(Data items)
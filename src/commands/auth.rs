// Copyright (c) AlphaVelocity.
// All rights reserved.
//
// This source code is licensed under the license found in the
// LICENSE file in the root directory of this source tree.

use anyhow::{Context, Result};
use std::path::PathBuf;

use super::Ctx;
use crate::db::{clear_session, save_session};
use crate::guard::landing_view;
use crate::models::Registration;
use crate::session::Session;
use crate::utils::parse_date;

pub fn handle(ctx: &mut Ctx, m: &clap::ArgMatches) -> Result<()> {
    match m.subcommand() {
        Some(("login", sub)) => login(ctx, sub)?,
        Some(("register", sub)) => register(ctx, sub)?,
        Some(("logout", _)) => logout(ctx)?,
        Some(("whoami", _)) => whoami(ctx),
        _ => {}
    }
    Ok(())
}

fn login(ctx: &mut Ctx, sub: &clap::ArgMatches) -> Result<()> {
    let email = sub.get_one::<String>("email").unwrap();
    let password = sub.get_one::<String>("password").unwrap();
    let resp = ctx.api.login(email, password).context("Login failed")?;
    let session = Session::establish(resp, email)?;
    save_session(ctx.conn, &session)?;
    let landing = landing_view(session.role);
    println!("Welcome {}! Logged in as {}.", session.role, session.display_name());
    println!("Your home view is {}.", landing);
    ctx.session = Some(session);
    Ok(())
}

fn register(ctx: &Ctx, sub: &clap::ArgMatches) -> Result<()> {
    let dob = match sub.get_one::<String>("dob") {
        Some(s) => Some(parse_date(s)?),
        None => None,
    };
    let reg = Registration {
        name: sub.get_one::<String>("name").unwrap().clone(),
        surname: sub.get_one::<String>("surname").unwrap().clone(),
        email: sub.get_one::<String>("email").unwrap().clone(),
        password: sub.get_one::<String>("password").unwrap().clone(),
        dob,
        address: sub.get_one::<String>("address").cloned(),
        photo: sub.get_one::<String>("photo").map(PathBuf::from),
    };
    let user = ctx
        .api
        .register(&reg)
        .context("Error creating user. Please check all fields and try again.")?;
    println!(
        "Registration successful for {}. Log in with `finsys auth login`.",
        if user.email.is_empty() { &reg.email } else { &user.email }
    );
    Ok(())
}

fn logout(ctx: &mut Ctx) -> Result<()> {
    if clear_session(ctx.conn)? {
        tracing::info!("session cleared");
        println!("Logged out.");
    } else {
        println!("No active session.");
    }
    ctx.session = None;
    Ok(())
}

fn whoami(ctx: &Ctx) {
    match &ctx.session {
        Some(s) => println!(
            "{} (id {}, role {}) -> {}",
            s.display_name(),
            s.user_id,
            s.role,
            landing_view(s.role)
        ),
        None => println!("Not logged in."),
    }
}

§ **What you have to do**
Exact reproduction of every entry is needed.

§ **Response below**
filename src/commands/auth.rs
// Copyright (c) AlphaVelocity.
// All rights reserved.
//
// This source code is licensed under the license found in the
// LICENSE file in the root directory of this source tree.

use anyhow::{Context, Result};
use std::path::PathBuf;

use super::Ctx;
use crate::db::{clear_session, save_session};
use crate::guard::landing_view;
use crate::models::Registration;
use crate::session::Session;
use crate::utils::parse_date;

pub fn handle(ctx: &mut Ctx, m: &clap::ArgMatches) -> Result<()> {
    match m.subcommand() {
        Some(("login", sub)) => login(ctx, sub)?,
        Some(("register", sub)) => register(ctx, sub)?,
        Some(("logout", _)) => logout(ctx)?,
        Some(("whoami", _)) => whoami(ctx),
        _ => {}
    }
    Ok(())
}

fn login(ctx: &mut Ctx, sub: &clap::ArgMatches) -> Result<()> {
    let email = sub.get_one::<String>("email").unwrap();
    let password = sub.get_one::<String>("password").unwrap();
    let resp = ctx.api.login(email, password).context("Login failed")?;
    let session = Session::establish(resp, email)?;
    save_session(ctx.conn, &session)?;
    let landing = landing_view(session.role);
    println!("Welcome {}! Logged in as {}.", session.role, session.display_name());
    println!("Your home view is {}.", landing);
    ctx.session = Some(session);
    Ok(())
}

fn register(ctx: &Ctx, sub: &clap::ArgMatches) -> Result<()> {
    let dob = match sub.get_one::<String>("dob") {
        Some(s) => Some(parse_date(s)?),
        None => None,
    };
    let reg = Registration {
        name: sub.get_one::<String>("name").unwrap().clone(),
        surname: sub.get_one::<String>("surname").unwrap().clone(),
        email: sub.get_one::<String>("email").unwrap().clone(),
        password: sub.get_one::<String>("password").unwrap().clone(),
        dob,
        address: sub.get_one::<String>("address").cloned(),
        photo: sub.get_one::<String>("photo").map(PathBuf::from),
    };
    let user = ctx
        .api
        .register(&reg)
        .context("Error creating user. Please check all fields and try again.")?;
    println!(
        "Registration successful for {}. Log in with `finsys auth login`.",
        if user.email.is_empty() { &reg.email } else { &user.email }
    );
    Ok(())
}

fn logout(ctx: &mut Ctx) -> Result<()> {
    if clear_session(ctx.conn)? {
        tracing::info!("session cleared");
        println!("Logged out.");
    } else {
        println!("No active session.");
    }
    ctx.session = None;
    Ok(())
}

fn whoami(ctx: &Ctx) {
    match &ctx.session {
        Some(s) => println!(
            "{} (id {}, role {}) -> {}",
            s.display_name(),
            s.user_id,
            s.role,
            landing_view(s.role)
        ),
        None => println!("Not logged in."),
    }
}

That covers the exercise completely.